Nguyen MT., Saffery R., Burgner D., Lycett K., Vryer R., Grobler A., Dwyer T., Ranganathan S., Wake M.
OBJECTIVE: Telomere length is associated with poorer lung health in older adults, possibly from cumulative risk factor exposure, but data are lacking in pediatric and population-based cohorts. We examined associations of telomere length with lung function in children and mid-life adults. METHODS: Data were drawn from a population-based cross-sectional study of 11 to 12 year-olds and mid-life adults. Lung function was assessed by spirometric FEV1 , FVC, FEV 1 /FVC ratio, and MMEF 25-75 . Telomere length was measured by quantitative polymerase chain reaction from blood and expressed as the amount of telomeric genomic DNA to the beta-globin gene (T/S ratio). Associations of telomere length with spirometric parameters were tested by linear and logistic regression models, adjusting for potential confounders of sex, age, body mass index, socioeconomic position, physical activity, inflammation, asthma, pubertal status, and smoking. RESULTS: Mean T/S ratio was 1.09 (n = 1206; SD 0.55) in children and 0.81 (n = 1343; SD 0.38) in adults. In adults, for every additional unit in T/S ratio, FEV 1 /FVC and MMEF 25-75 z-scores were higher (β 0.21 [95% confidence interval, CI; 0.06-0.36] and 0.23 [95% CI; 0.08-0.38], respectively), and the likelihood of being in the lowest quartile for FEV 1 /FVC and MMEF 25-75 z-scores was lower (odds ratios 0.59 [95% CI, 0.39-0.89] and 0.64 [95% CI, 0.41-0.99], respectively).
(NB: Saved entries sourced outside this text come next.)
// Contao - front-end rendering core for the Contao CMS
// Copyright (C) 2025 Contao Project Contributors
//
// This program is free software: you can redistribute it and/or modify
// it under the terms of the GNU Affero General Public License as
// published by the Free Software Foundation, either version 3 of the
// License, or (at your option) any later version.
//
// This program is distributed in the hope that it will be useful,
// but WITHOUT ANY WARRANTY; without even the implied warranty of
// MERCHANTABILITY or FITNESS FOR A PARTICULAR PURPOSE.  See the
// GNU Affero General Public License for more details.
//
// You should have received a copy of the GNU Affero General Public License
// along with this program.  If not, see <https://www.gnu.org/licenses/>.

use anyhow::{Context, Result};
use contao_core::models::page::{Page, PageType, RedirectType, SitemapMode};
use sqlx::SqlitePool;

use crate::datetime::{ids_to_json, parse_datetime, parse_ids, parse_optional_datetime};

const PAGE_COLUMNS: &str = r#"
    id, pid, sorting, type, title, alias, page_title, description, robots, language,
    dns, url_suffix, fallback, jump_to, url, redirect, target_blank, auto_forward,
    hide, guests, protected, access_groups, include_layout, layout, no_search, sitemap,
    css_class, accesskey, tabindex, published, start, stop, created_at, updated_at
"#;

#[derive(sqlx::FromRow)]
struct PageRow {
    id: i64,
    pid: Option<i64>,
    sorting: i64,
    #[sqlx(rename = "type")]
    page_type: String,
    title: String,
    alias: String,
    page_title: Option<String>,
    description: Option<String>,
    robots: String,
    language: String,
    dns: String,
    url_suffix: String,
    fallback: bool,
    jump_to: Option<i64>,
    url: Option<String>,
    redirect: String,
    target_blank: bool,
    auto_forward: bool,
    hide: bool,
    guests: bool,
    protected: bool,
    access_groups: String,
    include_layout: bool,
    layout: Option<i64>,
    no_search: bool,
    sitemap: String,
    css_class: String,
    accesskey: String,
    tabindex: i64,
    published: bool,
    start: Option<String>,
    stop: Option<String>,
    created_at: String,
    updated_at: String,
}

impl TryFrom<PageRow> for Page {
    type Error = anyhow::Error;

    fn try_from(row: PageRow) -> Result<Self> {
        let page_type = PageType::parse(&row.page_type)
            .ok_or_else(|| anyhow::anyhow!("Unknown page type '{}'", row.page_type))?;

        Ok(Page {
            id: Some(row.id),
            pid: row.pid,
            sorting: row.sorting,
            page_type,
            title: row.title,
            alias: row.alias,
            page_title: row.page_title,
            description: row.description,
            robots: row.robots,
            language: row.language,
            dns: row.dns,
            url_suffix: row.url_suffix,
            fallback: row.fallback,
            jump_to: row.jump_to,
            url: row.url,
            redirect: RedirectType::parse(&row.redirect),
            target_blank: row.target_blank,
            auto_forward: row.auto_forward,
            hide: row.hide,
            guests: row.guests,
            protected: row.protected,
            groups: parse_ids(&row.access_groups, "access_groups")?,
            include_layout: row.include_layout,
            layout: row.layout,
            no_search: row.no_search,
            sitemap: SitemapMode::parse(&row.sitemap),
            css_class: row.css_class,
            accesskey: row.accesskey,
            tabindex: row.tabindex,
            published: row.published,
            start: parse_optional_datetime(row.start.as_deref(), "start")?,
            stop: parse_optional_datetime(row.stop.as_deref(), "stop")?,
            created_at: parse_datetime(&row.created_at, "created_at")?,
            updated_at: parse_datetime(&row.updated_at, "updated_at")?,
        })
    }
}

pub struct PageRepository {
    pool: SqlitePool,
}

impl PageRepository {
    pub fn new(pool: SqlitePool) -> Self {
        Self { pool }
    }

    pub async fn create(&self, page: &Page) -> Result<i64> {
        if let Err(e) = page.is_valid() {
            return Err(anyhow::anyhow!("Invalid page: {}", e));
        }

        let result = sqlx::query(
            r#"
            INSERT INTO tl_page (
                pid, sorting, type, title, alias, page_title, description, robots, language,
                dns, url_suffix, fallback, jump_to, url, redirect, target_blank, auto_forward,
                hide, guests, protected, access_groups, include_layout, layout, no_search, sitemap,
                css_class, accesskey, tabindex, published, start, stop, created_at, updated_at
            )
            VALUES (?, ?, ?, ?, ?, ?, ?, ?, ?, ?, ?, ?, ?, ?, ?, ?, ?, ?, ?, ?, ?, ?, ?, ?, ?, ?, ?, ?, ?, ?, ?, ?, ?)
            "#,
        )
        .bind(page.pid)
        .bind(page.sorting)
        .bind(page.page_type.as_str())
        .bind(&page.title)
        .bind(&page.alias)
        .bind(&page.page_title)
        .bind(&page.description)
        .bind(&page.robots)
        .bind(&page.language)
        .bind(&page.dns)
        .bind(&page.url_suffix)
        .bind(page.fallback)
        .bind(page.jump_to)
        .bind(&page.url)
        .bind(page.redirect.as_str())
        .bind(page.target_blank)
        .bind(page.auto_forward)
        .bind(page.hide)
        .bind(page.guests)
        .bind(page.protected)
        .bind(ids_to_json(&page.groups))
        .bind(page.include_layout)
        .bind(page.layout)
        .bind(page.no_search)
        .bind(page.sitemap.as_str())
        .bind(&page.css_class)
        .bind(&page.accesskey)
        .bind(page.tabindex)
        .bind(page.published)
        .bind(page.start)
        .bind(page.stop)
        .bind(page.created_at)
        .bind(page.updated_at)
        .execute(&self.pool)
        .await
        .context("Failed to create page")?;

        Ok(result.last_insert_rowid())
    }

    pub async fn update(&self, page: &Page) -> Result<()> {
        let id = page
            .id
            .ok_or_else(|| anyhow::anyhow!("Cannot update page without id"))?;
        if let Err(e) = page.is_valid() {
            return Err(anyhow::anyhow!("Invalid page: {}", e));
        }

        let rows_affected = sqlx::query(
            r#"
            UPDATE tl_page SET
                pid = ?, sorting = ?, type = ?, title = ?, alias = ?, page_title = ?,
                description = ?, robots = ?, language = ?, dns = ?, url_suffix = ?,
                fallback = ?, jump_to = ?, url = ?, redirect = ?, target_blank = ?,
                auto_forward = ?, hide = ?, guests = ?, protected = ?, access_groups = ?,
                include_layout = ?, layout = ?, no_search = ?, sitemap = ?, css_class = ?,
                accesskey = ?, tabindex = ?, published = ?, start = ?, stop = ?, updated_at = ?
            WHERE id = ?
            "#,
        )
        .bind(page.pid)
        .bind(page.sorting)
        .bind(page.page_type.as_str())
        .bind(&page.title)
        .bind(&page.alias)
        .bind(&page.page_title)
        .bind(&page.description)
        .bind(&page.robots)
        .bind(&page.language)
        .bind(&page.dns)
        .bind(&page.url_suffix)
        .bind(page.fallback)
        .bind(page.jump_to)
        .bind(&page.url)
        .bind(page.redirect.as_str())
        .bind(page.target_blank)
        .bind(page.auto_forward)
        .bind(page.hide)
        .bind(page.guests)
        .bind(page.protected)
        .bind(ids_to_json(&page.groups))
        .bind(page.include_layout)
        .bind(page.layout)
        .bind(page.no_search)
        .bind(page.sitemap.as_str())
        .bind(&page.css_class)
        .bind(&page.accesskey)
        .bind(page.tabindex)
        .bind(page.published)
        .bind(page.start)
        .bind(page.stop)
        .bind(chrono::Utc::now())
        .bind(id)
        .execute(&self.pool)
        .await
        .context("Failed to update page")?
        .rows_affected();

        if rows_affected == 0 {
            return Err(anyhow::anyhow!("Page not found"));
        }
        Ok(())
    }

    pub async fn find_by_id(&self, id: i64) -> Result<Option<Page>> {
        let row = sqlx::query_as::<_, PageRow>(&format!(
            "SELECT {} FROM tl_page WHERE id = ?",
            PAGE_COLUMNS
        ))
        .bind(id)
        .fetch_optional(&self.pool)
        .await
        .context("Failed to find page by id")?;

        row.map(Page::try_from).transpose()
    }

    /// Every page of the installation, ordered for tree building.
    pub async fn find_all(&self) -> Result<Vec<Page>> {
        let rows = sqlx::query_as::<_, PageRow>(&format!(
            "SELECT {} FROM tl_page ORDER BY pid, sorting, id",
            PAGE_COLUMNS
        ))
        .fetch_all(&self.pool)
        .await
        .context("Failed to list pages")?;

        rows.into_iter().map(Page::try_from).collect()
    }

    pub async fn find_by_pid(&self, pid: i64) -> Result<Vec<Page>> {
        let rows = sqlx::query_as::<_, PageRow>(&format!(
            "SELECT {} FROM tl_page WHERE pid = ? ORDER BY sorting, id",
            PAGE_COLUMNS
        ))
        .bind(pid)
        .fetch_all(&self.pool)
        .await
        .context("Failed to find pages by parent")?;

        rows.into_iter().map(Page::try_from).collect()
    }

    pub async fn find_roots(&self) -> Result<Vec<Page>> {
        let rows = sqlx::query_as::<_, PageRow>(&format!(
            "SELECT {} FROM tl_page WHERE type = 'root' ORDER BY sorting, id",
            PAGE_COLUMNS
        ))
        .fetch_all(&self.pool)
        .await
        .context("Failed to find root pages")?;

        rows.into_iter().map(Page::try_from).collect()
    }

    /// Deletes the page and, through the foreign keys, its subtree and articles.
    pub async fn delete(&self, id: i64) -> Result<()> {
        let rows_affected = sqlx::query("DELETE FROM tl_page WHERE id = ?")
            .bind(id)
            .execute(&self.pool)
            .await
            .context("Failed to delete page")?
            .rows_affected();

        if rows_affected == 0 {
            return Err(anyhow::anyhow!("Page not found"));
        }
        Ok(())
    }
}

#[cfg(test)]
mod tests {
    use super::*;
    use crate::init::init_database;
    use chrono::{Duration, Utc};

    async fn setup() -> Result<(SqlitePool, i64)> {
        let pool = init_database("sqlite::memory:").await?;
        let repo = PageRepository::new(pool.clone());
        let root = Page::new_root("Site".to_string(), "example.com".to_string(), "en".to_string());
        let root_id = repo.create(&root).await?;
        Ok((pool, root_id))
    }

    #[tokio::test]
    async fn test_create_and_find() -> Result<()> {
        let (pool, root_id) = setup().await?;
        let repo = PageRepository::new(pool);

        let mut page = Page::new_regular(root_id, "About Us".to_string());
        page.protected = true;
        page.groups = vec![2, -1];
        page.hide = true;
        page.sitemap = SitemapMode::Always;
        page.start = Some(Utc::now() - Duration::days(1));
        let id = repo.create(&page).await?;

        let found = repo.find_by_id(id).await?.expect("page exists");
        assert_eq!(found.title, "About Us");
        assert_eq!(found.alias, "about-us");
        assert_eq!(found.pid, Some(root_id));
        assert_eq!(found.groups, vec![2, -1]);
        assert!(found.protected);
        assert!(found.hide);
        assert_eq!(found.sitemap, SitemapMode::Always);
        assert!(found.start.is_some());
        assert!(found.stop.is_none());
        Ok(())
    }

    #[tokio::test]
    async fn test_create_rejects_invalid_page() -> Result<()> {
        let (pool, _) = setup().await?;
        let repo = PageRepository::new(pool);

        let orphan = Page::new(None, PageType::Regular, "Orphan".to_string(), "orphan".to_string());
        assert!(repo.create(&orphan).await.is_err());
        Ok(())
    }

    #[tokio::test]
    async fn test_find_by_pid_orders_by_sorting() -> Result<()> {
        let (pool, root_id) = setup().await?;
        let repo = PageRepository::new(pool);

        let mut second = Page::new_regular(root_id, "Second".to_string());
        second.sorting = 20;
        let mut first = Page::new_regular(root_id, "First".to_string());
        first.sorting = 10;
        repo.create(&second).await?;
        repo.create(&first).await?;

        let titles: Vec<String> = repo
            .find_by_pid(root_id)
            .await?
            .into_iter()
            .map(|p| p.title)
            .collect();
        assert_eq!(titles, vec!["First", "Second"]);
        assert_eq!(repo.find_roots().await?.len(), 1);
        assert_eq!(repo.find_all().await?.len(), 3);
        Ok(())
    }

    #[tokio::test]
    async fn test_update_and_delete_cascade() -> Result<()> {
        let (pool, root_id) = setup().await?;
        let repo = PageRepository::new(pool);

        let parent_id = repo.create(&Page::new_regular(root_id, "Parent".to_string())).await?;
        let child_id = repo.create(&Page::new_regular(parent_id, "Child".to_string())).await?;

        let mut parent = repo.find_by_id(parent_id).await?.expect("parent exists");
        parent.page_type = PageType::Redirect;
        parent.url = Some("https://example.org".to_string());
        parent.redirect = RedirectType::Temporary;
        repo.update(&parent).await?;

        let updated = repo.find_by_id(parent_id).await?.expect("parent exists");
        assert_eq!(updated.page_type, PageType::Redirect);
        assert_eq!(updated.redirect, RedirectType::Temporary);

        repo.delete(parent_id).await?;
        assert!(repo.find_by_id(child_id).await?.is_none());
        assert!(repo.delete(parent_id).await.is_err());
        Ok(())
    }
}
No evidence of association was seen for adult FEV 1 or FVC, or any childhood spirometric index after adjustments. CONCLUSION: Shorter telomere length showed moderate associations with poorer airflow parameters, but not vital capacity (lung volume) in mid-life adults. However, there was no convincing evidence of associations in children.